**Dataset extract:**
· · · ·

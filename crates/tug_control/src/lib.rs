//! Tug Control
//!
//! A pull-to-refresh control for scrollable containers.
//!
//! The control tracks the user's drag gesture through (offset, dragging)
//! samples, arms once the pull crosses a threshold, and enters `Refreshing`
//! on release — notifying an external listener exactly once per cycle and
//! reserving space for itself by animating the container's top inset.
//!
//! # Example
//!
//! ```rust
//! use tug_control::{RefreshControl, ScrollRegion, SharedContainer};
//!
//! let region = ScrollRegion::shared(0.0);
//! let container: SharedContainer = region.clone();
//!
//! let control = RefreshControl::new().on_refresh(|| {
//!     // kick off the data refresh; call end_refreshing() when done
//! });
//! control.attach(&container).unwrap();
//!
//! // The host delivers offset changes; crossing -50 while dragging arms,
//! // releasing triggers the refresh.
//! ScrollRegion::set_offset(&region, -60.0, true);
//! ScrollRegion::set_offset(&region, -60.0, false);
//! assert!(control.is_refreshing());
//!
//! control.end_refreshing();
//! ```
//!
//! Refresh completion is caller-driven: `Refreshing` persists until
//! [`RefreshControl::end_refreshing`] is called. There is no timeout.

pub mod binding;
pub mod control;
pub mod error;
pub mod scrollable;
pub mod view;

pub use binding::ScrollObserverBinding;
pub use control::{RefreshControl, RefreshListener};
pub use error::{AttachError, Result};
pub use scrollable::{
    OffsetObserver, ScrollContainer, ScrollRegion, SharedContainer, SubscriptionId,
};
pub use view::RefreshControlView;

· · · ·

Across the listing above, tally the lines that include "SharedContainer". Only the total is wanted.

**Response to the exercise:** 3